Introduction
Duration: 30:00
When updating QEMU packages, instances that started prior to the upgrade can experience issues attaching volumes to it.
This is due to LP#1847361. In summary, this bug causes the new QEMU version to not recognize the old QEMU modules for attaching volumes to VMs.
This bug is especially bad in Kubernetes deployments on top of OpenStack. A pod will get stuck attempting to create a container when it tries to attach the PVC (and by consequence, attach cinder volume to k8s worker VM). This playbook intends to explain how to identify if the QEMU bug is the root problem, how to fix, and proper procedure for handling the k8s situation.
Requirements
- A deployed CDK environment on top of an OpenStack environment (such as OpenStack-base)
- OpenStack is configured with valid credentials (e.g.
source novarc
, represents
the OpenStack credentials, belonging to the managed OpenStack service on top of which the overcloud OpenStack service is deployed.

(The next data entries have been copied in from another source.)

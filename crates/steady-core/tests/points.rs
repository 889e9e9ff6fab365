use jiff::civil::date;
use jiff::Timestamp;
use uuid::Uuid;

use steady_core::models::points::{
    already_awarded_on, goal_already_awarded, reason, total, PointAward,
};

fn award(motivo: &str, at: &str, goal_id: Option<Uuid>) -> PointAward {
    PointAward {
        id: Uuid::new_v4(),
        user_id: "user-1".to_string(),
        quantity: reason::quantity(motivo),
        reason: motivo.to_string(),
        awarded_at: at.parse::<Timestamp>().expect("valid timestamp literal"),
        goal_id,
        entry_id: None,
    }
}

#[test]
fn one_award_per_reason_per_day() {
    let awards = vec![
        award(reason::CHATBOT_CHAT, "2026-08-30T09:00:00Z", None),
        award(reason::JOURNAL_ENTRY, "2026-08-29T22:00:00Z", None),
    ];

    assert!(already_awarded_on(
        &awards,
        reason::CHATBOT_CHAT,
        date(2026, 8, 30)
    ));
    // Same reason, different day: allowed again.
    assert!(!already_awarded_on(
        &awards,
        reason::CHATBOT_CHAT,
        date(2026, 8, 31)
    ));
    // Different reason on the same day: allowed.
    assert!(!already_awarded_on(
        &awards,
        reason::JOURNAL_ENTRY,
        date(2026, 8, 30)
    ));
}

#[test]
fn goal_completion_award_is_once_per_goal_ever() {
    let goal_id = Uuid::new_v4();
    let awards = vec![award(
        reason::GOAL_COMPLETED,
        "2026-08-01T10:00:00Z",
        Some(goal_id),
    )];

    assert!(goal_already_awarded(&awards, goal_id));
    assert!(!goal_already_awarded(&awards, Uuid::new_v4()));
}

#[test]
fn quantities_follow_the_product_table() {
    assert_eq!(reason::quantity(reason::GOAL_COMPLETED), 5);
    assert_eq!(reason::quantity(reason::JOURNAL_ENTRY), 1);
    assert_eq!(reason::quantity(reason::FORUM_POST), 1);
    assert_eq!(reason::quantity(reason::CHATBOT_CHAT), 1);
}

#[test]
fn total_sums_quantities() {
    let awards = vec![
        award(reason::GOAL_COMPLETED, "2026-08-01T10:00:00Z", None),
        award(reason::CHATBOT_CHAT, "2026-08-02T10:00:00Z", None),
        award(reason::JOURNAL_ENTRY, "2026-08-02T11:00:00Z", None),
    ];
    assert_eq!(total(&awards), 7);
}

If the credentials are missing, ask the managed OpenStack administrator)
See tutorial How to deploy openstack-on-openstack, and bootstrap a Juju env on top of it.
Environment preparation
For the purposes of this tutorial, it is necessary to have the PVC storage attached to any k8s pod and then upgrade QEMU.
Cinder volume
The following yaml configuration file is used to create an 8 GB cinder volume.
apiVersion: v1
kind: PersistentVolumeClaim
metadata:
name: pvc-storage
spec:
storageClassName: cdk-cinder
accessModes:
- ReadWriteOnce
resources:
requests:
storage: 8Gi
The next step will be to create PersistentVolumeClaim (PVC).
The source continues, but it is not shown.